#### What needs to be done
What is needed here is an exact transcription of all the entries.

#### Stored data entries
________________________

//! Bulk indexing progress.
//!
//! The only state that survives between batch runs. Stored per index name so
//! that a restarted run resumes at the last committed offset.

use serde::{Deserialize, Serialize};

use crate::error::TypesError;

/// Offset into the eligible corpus and the corpus size seen by the last batch.
///
/// Invariant: `offset <= found_total`.
#[derive(Debug, Clone, Copy, Default, PartialEq, Eq, Serialize, Deserialize)]
pub struct IndexingProgress {
    pub offset: u64,
    #[serde(alias = "found_posts")]
    pub found_total: u64,
}

impl IndexingProgress {
    pub fn new(offset: u64, found_total: u64) -> Self {
        Self {
            offset,
            found_total,
        }
        .clamped()
    }

    /// Storage key for an index's progress record.
    pub fn storage_key(index_name: &str) -> String {
        format!("index_meta:{}", index_name)
    }

    /// Apply the `offset <= found_total` invariant.
    pub fn clamped(mut self) -> Self {
        if self.offset > self.found_total {
            self.offset = self.found_total;
        }
        self
    }

    /// Record a fresh corpus count, clamping the offset if the corpus shrank.
    pub fn set_found_total(&mut self, found_total: u64) {
        self.found_total = found_total;
        *self = self.clamped();
    }

    /// Move past one batch. Advances by the page size, not the number of
    /// documents actually indexed.
    pub fn advance(&mut self, page_size: u64) {
        self.offset = self.offset.saturating_add(page_size);
        *self = self.clamped();
    }

    pub fn is_complete(&self) -> bool {
        self.offset >= self.found_total
    }

    pub fn remaining(&self) -> u64 {
        self.found_total.saturating_sub(self.offset)
    }

    /// Serialize to JSON bytes for storage
    pub fn to_bytes(&self) -> Result<Vec<u8>, TypesError> {
        serde_json::to_vec(self).map_err(TypesError::from)
    }

    /// Deserialize from JSON bytes, clamping on read
    pub fn from_bytes(bytes: &[u8]) -> Result<Self, TypesError> {
        let progress: Self = serde_json::from_slice(bytes)?;
        Ok(progress.clamped())
    }
}

impl std::fmt::Display for IndexingProgress {
    fn fmt(&self, f: &mut std::fmt::Formatter<'_>) -> std::fmt::Result {
        write!(f, "{}/{}", self.offset, self.found_total)
    }
}
//! Extension points.
//!
//! A [`Filter`] is an ordered chain of transformers that each take and return
//! the value the hook is named after. An [`Action`] is an ordered list of
//! observers fired after something happened. Both run synchronously at the
//! point documented on the corresponding [`Hooks`] field.

use crate::document::PreparedDocument;
use crate::field::{FieldSpec, IndexSchema};
use crate::post::Post;
use crate::repository::PostQuery;

type FilterFn<T, C> = Box<dyn Fn(T, &C) -> T + Send + Sync>;
type ActionFn<E> = Box<dyn Fn(&E) + Send + Sync>;

/// Ordered transformer chain over `T`, with read-only context `C`.
pub struct Filter<T, C: ?Sized = ()> {
    callbacks: Vec<FilterFn<T, C>>,
}

impl<T, C: ?Sized> Filter<T, C> {
    pub fn new() -> Self {
        Self {
            callbacks: Vec::new(),
        }
    }

    /// Register a transformer. Transformers run in registration order.
    pub fn add<F>(&mut self, callback: F)
    where
        F: Fn(T, &C) -> T + Send + Sync + 'static,
    {
        self.callbacks.push(Box::new(callback));
    }

    pub fn apply(&self, value: T, context: &C) -> T {
        self.callbacks
            .iter()
            .fold(value, |acc, callback| callback(acc, context))
    }

    pub fn len(&self) -> usize {
        self.callbacks.len()
    }

    pub fn is_empty(&self) -> bool {
        self.callbacks.is_empty()
    }
}

impl<T, C: ?Sized> Default for Filter<T, C> {
    fn default() -> Self {
        Self::new()
    }
}

impl<T, C: ?Sized> std::fmt::Debug for Filter<T, C> {
    fn fmt(&self, f: &mut std::fmt::Formatter<'_>) -> std::fmt::Result {
        f.debug_struct("Filter")
            .field("callbacks", &self.callbacks.len())
            .finish()
    }
}

/// Ordered observer list for events of type `E`.
pub struct Action<E: ?Sized> {
    callbacks: Vec<ActionFn<E>>,
}

impl<E: ?Sized> Action<E> {
    pub fn new() -> Self {
        Self {
            callbacks: Vec::new(),
        }
    }

    pub fn add<F>(&mut self, callback: F)
    where
        F: Fn(&E) + Send + Sync + 'static,
    {
        self.callbacks.push(Box::new(callback));
    }

    pub fn fire(&self, event: &E) {
        for callback in &self.callbacks {
            callback(event);
        }
    }

    pub fn len(&self) -> usize {
        self.callbacks.len()
    }

    pub fn is_empty(&self) -> bool {
        self.callbacks.is_empty()
    }
}

impl<E: ?Sized> Default for Action<E> {
    fn default() -> Self {
        Self::new()
    }
}

impl<E: ?Sized> std::fmt::Debug for Action<E> {
    fn fmt(&self, f: &mut std::fmt::Formatter<'_>) -> std::fmt::Result {
        f.debug_struct("Action")
            .field("callbacks", &self.callbacks.len())
            .finish()
    }
}

/// Payload for the `document_indexed` and `document_published` actions.
#[derive(Debug, Clone, PartialEq)]
pub struct DocumentIndexed {
    pub index_name: String,
    pub post_id: u64,
    pub language: String,
    pub fields: PreparedDocument,
}

/// Payload for the `document_deleted` action.
#[derive(Debug, Clone, PartialEq, Eq)]
pub struct DocumentDeleted {
    pub index_name: String,
    pub post_id: u64,
}

/// Every extension point, grouped. Shared as `Arc<Hooks>`.
#[derive(Debug, Default)]
pub struct Hooks {
    /// Meta-key field list before the schema is assembled; context is the
    /// allow-listed key list.
    pub meta_schema: Filter<Vec<FieldSpec>, [String]>,
    /// Final prepared fields of a document, run last.
    pub prepared_fields: Filter<PreparedDocument, Post>,
    /// Flattened `(taxonomy, terms)` pairs of a document.
    pub prepared_terms: Filter<Vec<(String, String)>, Post>,
    /// Taxonomies considered for a given document.
    pub indexable_taxonomies: Filter<Vec<String>, Post>,
    /// Post types eligible for bulk indexing.
    pub indexable_post_types: Filter<Vec<String>>,
    /// Page query issued by the batch coordinator.
    pub post_query: Filter<PostQuery>,
    /// Batch page size.
    pub page_size: Filter<usize>,
    /// Indexing language per post id.
    pub language: Filter<String, u64>,
    /// Extra flags appended to each add command.
    pub extra_params: Filter<Vec<String>>,
    /// Content rendering pipeline applied before the filtered-content field
    /// is stripped.
    pub content: Filter<String, Post>,
    pub index_created: Action<IndexSchema>,
    pub document_indexed: Action<DocumentIndexed>,
    pub document_published: Action<DocumentIndexed>,
    pub document_deleted: Action<DocumentDeleted>,
}

impl Hooks {
    pub fn new() -> Self {
        Self::default()
    }
}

________________________

#### Answer area
//! Bulk indexing progress.
//!
//! The only state that survives between batch runs. Stored per index name so
//! that a restarted run resumes at the last committed offset.

use serde::{Deserialize, Serialize};

use crate::error::TypesError;

/// Offset into the eligible corpus and the corpus size seen by the last batch.
///
/// Invariant: `offset <= found_total`.
#[derive(Debug, Clone, Copy, Default, PartialEq, Eq, Serialize, Deserialize)]
pub struct IndexingProgress {
    pub offset: u64,
    #[serde(alias = "found_posts")]
    pub found_total: u64,
}

impl IndexingProgress {
    pub fn new(offset: u64, found_total: u64) -> Self {
        Self {
            offset,
            found_total,
        }
        .clamped()
    }

    /// Storage key for an index's progress record.
    pub fn storage_key(index_name: &str) -> String {
        format!("index_meta:{}", index_name)
    }

    /// Apply the `offset <= found_total` invariant.
    pub fn clamped(mut self) -> Self {
        if self.offset > self.found_total {
            self.offset = self.found_total;
        }
        self
    }

    /// Record a fresh corpus count, clamping the offset if the corpus shrank.
    pub fn set_found_total(&mut self, found_total: u64) {
        self.found_total = found_total;
        *self = self.clamped();
    }

    /// Move past one batch. Advances by the page size, not the number of
    /// documents actually indexed.
    pub fn advance(&mut self, page_size: u64) {
        self.offset = self.offset.saturating_add(page_size);
        *self = self.clamped();
    }

    pub fn is_complete(&self) -> bool {
        self.offset >= self.found_total
    }

    pub fn remaining(&self) -> u64 {
        self.found_total.saturating_sub(self.offset)
    }

    /// Serialize to JSON bytes for storage
    pub fn to_bytes(&self) -> Result<Vec<u8>, TypesError> {
        serde_json::to_vec(self).map_err(TypesError::from)
    }

    /// Deserialize from JSON bytes, clamping on read
    pub fn from_bytes(bytes: &[u8]) -> Result<Self, TypesError> {
        let progress: Self = serde_json::from_slice(bytes)?;
        Ok(progress.clamped())
    }
}

impl std::fmt::Display for IndexingProgress {
    fn fmt(&self, f: &mut std::fmt::Formatter<'_>) -> std::fmt::Result {
        write!(f, "{}/{}", self.offset, self.found_total)
    }
}
//! Extension points.
//!
//! A [`Filter`] is an ordered chain of transformers that each take and return
//! the value the hook is named after. An [`Action`] is an ordered list of
//! observers fired after something happened. Both run synchronously at the
//! point documented on the corresponding [`Hooks`] field.

use crate::document::PreparedDocument;
use crate::field::{FieldSpec, IndexSchema};
use crate::post::Post;
use crate::repository::PostQuery;

type FilterFn<T, C> = Box<dyn Fn(T, &C) -> T + Send + Sync>;
type ActionFn<E> = Box<dyn Fn(&E) + Send + Sync>;

/// Ordered transformer chain over `T`, with read-only context `C`.
pub struct Filter<T, C: ?Sized = ()> {
    callbacks: Vec<FilterFn<T, C>>,
}

impl<T, C: ?Sized> Filter<T, C> {
    pub fn new() -> Self {
        Self {
            callbacks: Vec::new(),
        }
    }

    /// Register a transformer. Transformers run in registration order.
    pub fn add<F>(&mut self, callback: F)
    where
        F: Fn(T, &C) -> T + Send + Sync + 'static,
    {
        self.callbacks.push(Box::new(callback));
    }

    pub fn apply(&self, value: T, context: &C) -> T {
        self.callbacks
            .iter()
            .fold(value, |acc, callback| callback(acc, context))
    }

    pub fn len(&self) -> usize {
        self.callbacks.len()
    }

    pub fn is_empty(&self) -> bool {
        self.callbacks.is_empty()
    }
}

impl<T, C: ?Sized> Default for Filter<T, C> {
    fn default() -> Self {
        Self::new()
    }
}

impl<T, C: ?Sized> std::fmt::Debug for Filter<T, C> {
    fn fmt(&self, f: &mut std::fmt::Formatter<'_>) -> std::fmt::Result {
        f.debug_struct("Filter")
            .field("callbacks", &self.callbacks.len())
            .finish()
    }
}

/// Ordered observer list for events of type `E`.
pub struct Action<E: ?Sized> {
    callbacks: Vec<ActionFn<E>>,
}

impl<E: ?Sized> Action<E> {
    pub fn new() -> Self {
        Self {
            callbacks: Vec::new(),
        }
    }

    pub fn add<F>(&mut self, callback: F)
    where
        F: Fn(&E) + Send + Sync + 'static,
    {
        self.callbacks.push(Box::new(callback));
    }

    pub fn fire(&self, event: &E) {
        for callback in &self.callbacks {
            callback(event);
        }
    }

    pub fn len(&self) -> usize {
        self.callbacks.len()
    }

    pub fn is_empty(&self) -> bool {
        self.callbacks.is_empty()
    }
}

impl<E: ?Sized> Default for Action<E> {
    fn default() -> Self {
        Self::new()
    }
}

impl<E: ?Sized> std::fmt::Debug for Action<E> {
    fn fmt(&self, f: &mut std::fmt::Formatter<'_>) -> std::fmt::Result {
        f.debug_struct("Action")
            .field("callbacks", &self.callbacks.len())
            .finish()
    }
}

/// Payload for the `document_indexed` and `document_published` actions.
#[derive(Debug, Clone, PartialEq)]
pub struct DocumentIndexed {
    pub index_name: String,
    pub post_id: u64,
    pub language: String,
    pub fields: PreparedDocument,
}

/// Payload for the `document_deleted` action.
#[derive(Debug, Clone, PartialEq, Eq)]
pub struct DocumentDeleted {
    pub index_name: String,
    pub post_id: u64,
}

/// Every extension point, grouped. Shared as `Arc<Hooks>`.
#[derive(Debug, Default)]
pub struct Hooks {
    /// Meta-key field list before the schema is assembled; context is the
    /// allow-listed key list.
    pub meta_schema: Filter<Vec<FieldSpec>, [String]>,
    /// Final prepared fields of a document, run last.
    pub prepared_fields: Filter<PreparedDocument, Post>,
    /// Flattened `(taxonomy, terms)` pairs of a document.
    pub prepared_terms: Filter<Vec<(String, String)>, Post>,
    /// Taxonomies considered for a given document.
    pub indexable_taxonomies: Filter<Vec<String>, Post>,
    /// Post types eligible for bulk indexing.
    pub indexable_post_types: Filter<Vec<String>>,
    /// Page query issued by the batch coordinator.
    pub post_query: Filter<PostQuery>,
    /// Batch page size.
    pub page_size: Filter<usize>,
    /// Indexing language per post id.
    pub language: Filter<String, u64>,
    /// Extra flags appended to each add command.
    pub extra_params: Filter<Vec<String>>,
    /// Content rendering pipeline applied before the filtered-content field
    /// is stripped.
    pub content: Filter<String, Post>,
    pub index_created: Action<IndexSchema>,
    pub document_indexed: Action<DocumentIndexed>,
    pub document_published: Action<DocumentIndexed>,
    pub document_deleted: Action<DocumentDeleted>,
}

impl Hooks {
    pub fn new() -> Self {
        Self::default()
    }
}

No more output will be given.